*** Opening of Supplied records ***

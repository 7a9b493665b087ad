//! Lexicographic permutation stepping.
//!
//! `next_permutation` rewrites `[first, last)` into the next permutation in
//! lexicographic order and returns `true`; from the final (descending)
//! permutation it wraps to the first (ascending) and returns `false`.
//! `prev_permutation` walks the same cycle backwards. Ranges shorter than
//! two elements have a single permutation: no rewrite, `false`.

use crate::cursor::{RandomAccess, Sequence, SequenceMut};

pub fn next_permutation<S>(seq: &mut S, first: S::Cursor, last: S::Cursor) -> bool
where
    S: RandomAccess + SequenceMut,
    S::Item: Ord,
{
    next_permutation_by(seq, first, last, |a, b| a < b)
}

pub fn next_permutation_by<S, F>(
    seq: &mut S,
    first: S::Cursor,
    last: S::Cursor,
    mut less: F,
) -> bool
where
    S: RandomAccess + SequenceMut,
    F: FnMut(&S::Item, &S::Item) -> bool,
{
    step_permutation(seq, first, last, &mut less)
}

pub fn prev_permutation<S>(seq: &mut S, first: S::Cursor, last: S::Cursor) -> bool
where
    S: RandomAccess + SequenceMut,
    S::Item: Ord,
{
    prev_permutation_by(seq, first, last, |a, b| a < b)
}

pub fn prev_permutation_by<S, F>(
    seq: &mut S,
    first: S::Cursor,
    last: S::Cursor,
    mut less: F,
) -> bool
where
    S: RandomAccess + SequenceMut,
    F: FnMut(&S::Item, &S::Item) -> bool,
{
    step_permutation(seq, first, last, &mut |a: &S::Item, b: &S::Item| less(b, a))
}

/// Classic pivot/successor/reverse-suffix step, on offsets.
fn step_permutation<S, F>(seq: &mut S, first: S::Cursor, last: S::Cursor, less: &mut F) -> bool
where
    S: RandomAccess + SequenceMut,
    F: FnMut(&S::Item, &S::Item) -> bool,
{
    let lo = seq.position(first);
    let hi = seq.position(last);
    let n = hi - lo;
    if n < 2 {
        return false;
    }

    // Rightmost i with a[i] < a[i + 1].
    let mut i = n - 1;
    loop {
        let succ = i;
        i -= 1;
        let ascending = {
            let x = seq.get(seq.at_offset(lo + i)).expect("cursor in range");
            let y = seq.get(seq.at_offset(lo + succ)).expect("cursor in range");
            less(x, y)
        };
        if ascending {
            // Rightmost j past i with a[i] < a[j]; the suffix is descending
            // so the scan always terminates at succ or later.
            let mut j = n - 1;
            loop {
                let greater = {
                    let x = seq.get(seq.at_offset(lo + i)).expect("cursor in range");
                    let y = seq.get(seq.at_offset(lo + j)).expect("cursor in range");
                    less(x, y)
                };
                if greater {
                    break;
                }
                j -= 1;
            }
            let a = seq.at_offset(lo + i);
            let b = seq.at_offset(lo + j);
            seq.swap(a, b);
            reverse_offsets(seq, lo + succ, hi);
            return true;
        }
        if i == 0 {
            // Fully descending: wrap around to the ascending permutation.
            reverse_offsets(seq, lo, hi);
            return false;
        }
    }
}

fn reverse_offsets<S>(seq: &mut S, mut lo: usize, mut hi: usize)
where
    S: RandomAccess + SequenceMut,
{
    while lo + 1 < hi {
        hi -= 1;
        let a = seq.at_offset(lo);
        let b = seq.at_offset(hi);
        seq.swap(a, b);
        lo += 1;
    }
}

#[cfg(test)]
mod tests {
    use super::*;
    use crate::vec_seq::VecSeq;

    #[test]
    fn steps_in_lexicographic_order() {
        let mut v = VecSeq::from_vec(vec![1, 2, 3]);
        let expected = [
            vec![1, 3, 2],
            vec![2, 1, 3],
            vec![2, 3, 1],
            vec![3, 1, 2],
            vec![3, 2, 1],
        ];
        for want in &expected {
            let (b, e) = (v.begin(), v.end());
            assert!(next_permutation(&mut v, b, e));
            assert_eq!(v.as_slice(), want.as_slice());
        }
        // Final permutation wraps to the first and reports false.
        let (b, e) = (v.begin(), v.end());
        assert!(!next_permutation(&mut v, b, e));
        assert_eq!(v.as_slice(), &[1, 2, 3]);
    }

    #[test]
    fn enumerates_all_factorial_orderings() {
        let mut v = VecSeq::from_vec(vec![1, 2, 3, 4]);
        let mut seen = vec![v.as_slice().to_vec()];
        loop {
            let (b, e) = (v.begin(), v.end());
            if !next_permutation(&mut v, b, e) {
                break;
            }
            seen.push(v.as_slice().to_vec());
        }
        assert_eq!(seen.len(), 24);
        seen.sort();
        seen.dedup();
        assert_eq!(seen.len(), 24);
    }

    #[test]
    fn prev_undoes_next() {
        let mut v = VecSeq::from_vec(vec![2, 3, 1]);
        let snapshot = v.as_slice().to_vec();
        let (b, e) = (v.begin(), v.end());
        assert!(next_permutation(&mut v, b, e));
        let (b, e) = (v.begin(), v.end());
        assert!(prev_permutation(&mut v, b, e));
        assert_eq!(v.as_slice(), snapshot.as_slice());
    }

    #[test]
    fn prev_wraps_from_ascending() {
        let mut v = VecSeq::from_vec(vec![1, 2, 3]);
        let (b, e) = (v.begin(), v.end());
        assert!(!prev_permutation(&mut v, b, e));
        assert_eq!(v.as_slice(), &[3, 2, 1]);
    }

    #[test]
    fn duplicates_collapse_orderings() {
        let mut v = VecSeq::from_vec(vec![1, 1, 2]);
        let mut count = 1;
        loop {
            let (b, e) = (v.begin(), v.end());
            if !next_permutation(&mut v, b, e) {
                break;
            }
            count += 1;
        }
        // 3!/2! distinct arrangements.
        assert_eq!(count, 3);
    }

    #[test]
    fn short_ranges_are_fixed_points() {
        let mut v = VecSeq::from_vec(vec![7]);
        let (b, e) = (v.begin(), v.end());
        assert!(!next_permutation(&mut v, b, e));
        let mut empty: VecSeq<i32> = VecSeq::new();
        let (b, e) = (empty.begin(), empty.end());
        assert!(!prev_permutation(&mut empty, b, e));
    }

    #[test]
    fn by_variant_with_custom_order() {
        // Reverse comparator: next steps backwards through the cycle.
        let mut v = VecSeq::from_vec(vec![2, 1, 3]);
        let (b, e) = (v.begin(), v.end());
        assert!(next_permutation_by(&mut v, b, e, |a, b| a > b));
        assert_eq!(v.as_slice(), &[1, 3, 2]);
    }
}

*** Close of Supplied records ***

• [Exercise brief]
Where a line in the records above contains the word "snapshot", include it in the count; state the total and nothing more.

• [Result of this exercise]
2